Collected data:
* * * * * * *
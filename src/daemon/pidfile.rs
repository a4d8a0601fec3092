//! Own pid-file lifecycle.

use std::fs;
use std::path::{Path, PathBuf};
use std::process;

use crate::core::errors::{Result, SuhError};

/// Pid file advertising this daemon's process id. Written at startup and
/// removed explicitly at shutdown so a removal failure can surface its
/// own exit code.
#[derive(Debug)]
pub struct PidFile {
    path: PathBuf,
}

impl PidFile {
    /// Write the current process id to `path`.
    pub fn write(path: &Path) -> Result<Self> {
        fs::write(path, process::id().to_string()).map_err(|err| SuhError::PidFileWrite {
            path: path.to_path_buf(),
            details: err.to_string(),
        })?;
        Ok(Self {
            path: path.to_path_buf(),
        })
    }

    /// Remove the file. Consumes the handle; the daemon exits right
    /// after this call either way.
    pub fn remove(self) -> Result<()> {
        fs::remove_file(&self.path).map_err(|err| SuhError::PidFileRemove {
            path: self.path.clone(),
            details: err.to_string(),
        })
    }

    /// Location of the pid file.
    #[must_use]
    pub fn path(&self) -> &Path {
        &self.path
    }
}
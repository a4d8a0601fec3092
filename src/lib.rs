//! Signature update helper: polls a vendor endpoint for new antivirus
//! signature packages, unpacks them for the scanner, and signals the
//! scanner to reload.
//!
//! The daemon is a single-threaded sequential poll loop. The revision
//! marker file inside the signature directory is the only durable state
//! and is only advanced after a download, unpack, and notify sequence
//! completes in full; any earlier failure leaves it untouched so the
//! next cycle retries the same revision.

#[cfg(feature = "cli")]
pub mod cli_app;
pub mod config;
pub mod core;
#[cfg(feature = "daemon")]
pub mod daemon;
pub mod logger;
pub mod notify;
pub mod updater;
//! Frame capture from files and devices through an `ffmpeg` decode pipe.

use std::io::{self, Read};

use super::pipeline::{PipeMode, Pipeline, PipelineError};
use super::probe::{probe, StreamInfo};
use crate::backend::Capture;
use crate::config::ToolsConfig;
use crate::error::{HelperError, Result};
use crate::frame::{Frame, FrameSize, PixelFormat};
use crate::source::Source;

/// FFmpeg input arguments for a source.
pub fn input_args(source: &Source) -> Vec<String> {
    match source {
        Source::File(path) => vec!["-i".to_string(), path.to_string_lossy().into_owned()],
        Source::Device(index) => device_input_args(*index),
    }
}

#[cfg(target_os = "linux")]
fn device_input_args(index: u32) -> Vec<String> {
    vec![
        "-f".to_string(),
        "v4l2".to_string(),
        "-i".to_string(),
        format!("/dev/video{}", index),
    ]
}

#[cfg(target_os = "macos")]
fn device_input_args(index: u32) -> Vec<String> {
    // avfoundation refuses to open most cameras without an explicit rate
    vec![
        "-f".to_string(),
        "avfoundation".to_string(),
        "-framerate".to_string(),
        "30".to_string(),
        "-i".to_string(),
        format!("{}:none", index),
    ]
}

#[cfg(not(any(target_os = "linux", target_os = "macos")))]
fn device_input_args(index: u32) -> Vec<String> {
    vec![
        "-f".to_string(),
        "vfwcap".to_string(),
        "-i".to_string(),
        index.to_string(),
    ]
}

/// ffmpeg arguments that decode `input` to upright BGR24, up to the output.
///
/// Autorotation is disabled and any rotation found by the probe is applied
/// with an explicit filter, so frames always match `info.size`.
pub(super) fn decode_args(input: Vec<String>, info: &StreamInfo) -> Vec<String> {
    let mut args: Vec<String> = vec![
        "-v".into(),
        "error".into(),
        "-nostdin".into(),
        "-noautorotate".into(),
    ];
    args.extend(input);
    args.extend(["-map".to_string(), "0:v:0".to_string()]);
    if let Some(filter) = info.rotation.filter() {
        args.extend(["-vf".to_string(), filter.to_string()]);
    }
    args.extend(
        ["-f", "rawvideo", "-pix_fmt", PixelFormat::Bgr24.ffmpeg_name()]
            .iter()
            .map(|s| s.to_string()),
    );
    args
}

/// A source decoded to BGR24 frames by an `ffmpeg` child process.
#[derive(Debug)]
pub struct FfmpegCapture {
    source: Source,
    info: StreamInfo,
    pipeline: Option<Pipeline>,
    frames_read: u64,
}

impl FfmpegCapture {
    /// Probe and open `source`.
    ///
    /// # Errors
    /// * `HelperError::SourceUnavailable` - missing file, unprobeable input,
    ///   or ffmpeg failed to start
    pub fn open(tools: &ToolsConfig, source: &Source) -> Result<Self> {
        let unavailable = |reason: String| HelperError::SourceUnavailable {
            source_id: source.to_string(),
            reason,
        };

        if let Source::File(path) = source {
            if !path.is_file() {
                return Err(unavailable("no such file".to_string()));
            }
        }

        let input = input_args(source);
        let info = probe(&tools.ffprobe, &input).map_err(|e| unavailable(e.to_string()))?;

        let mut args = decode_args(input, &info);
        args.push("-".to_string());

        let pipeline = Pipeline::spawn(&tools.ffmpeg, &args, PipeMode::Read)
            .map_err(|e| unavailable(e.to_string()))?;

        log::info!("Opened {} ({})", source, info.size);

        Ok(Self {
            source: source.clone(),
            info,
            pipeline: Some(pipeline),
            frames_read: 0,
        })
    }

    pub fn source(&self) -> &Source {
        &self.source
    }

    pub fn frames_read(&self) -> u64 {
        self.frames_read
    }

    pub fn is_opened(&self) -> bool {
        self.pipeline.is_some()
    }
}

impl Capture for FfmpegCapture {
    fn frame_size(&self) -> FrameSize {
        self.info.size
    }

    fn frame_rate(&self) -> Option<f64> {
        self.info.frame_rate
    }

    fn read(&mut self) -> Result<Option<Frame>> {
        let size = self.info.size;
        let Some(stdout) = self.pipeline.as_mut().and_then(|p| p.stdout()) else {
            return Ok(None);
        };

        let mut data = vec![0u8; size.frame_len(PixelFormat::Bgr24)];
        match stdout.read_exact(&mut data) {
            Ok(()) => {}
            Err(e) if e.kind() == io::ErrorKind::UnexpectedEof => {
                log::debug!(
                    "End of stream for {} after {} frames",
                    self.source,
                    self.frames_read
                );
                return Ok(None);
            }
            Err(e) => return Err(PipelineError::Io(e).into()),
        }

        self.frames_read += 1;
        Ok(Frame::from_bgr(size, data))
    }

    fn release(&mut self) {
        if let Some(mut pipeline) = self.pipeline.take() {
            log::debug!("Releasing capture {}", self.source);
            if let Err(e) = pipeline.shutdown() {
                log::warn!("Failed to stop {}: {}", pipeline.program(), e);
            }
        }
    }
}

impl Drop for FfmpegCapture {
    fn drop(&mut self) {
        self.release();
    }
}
* * * * * * *
## Work task
Wherever the string "this" occurs in the records, copy the line it is in.

## Result
/// Pid file advertising this daemon's process id. Written at startup and
    /// after this call either way.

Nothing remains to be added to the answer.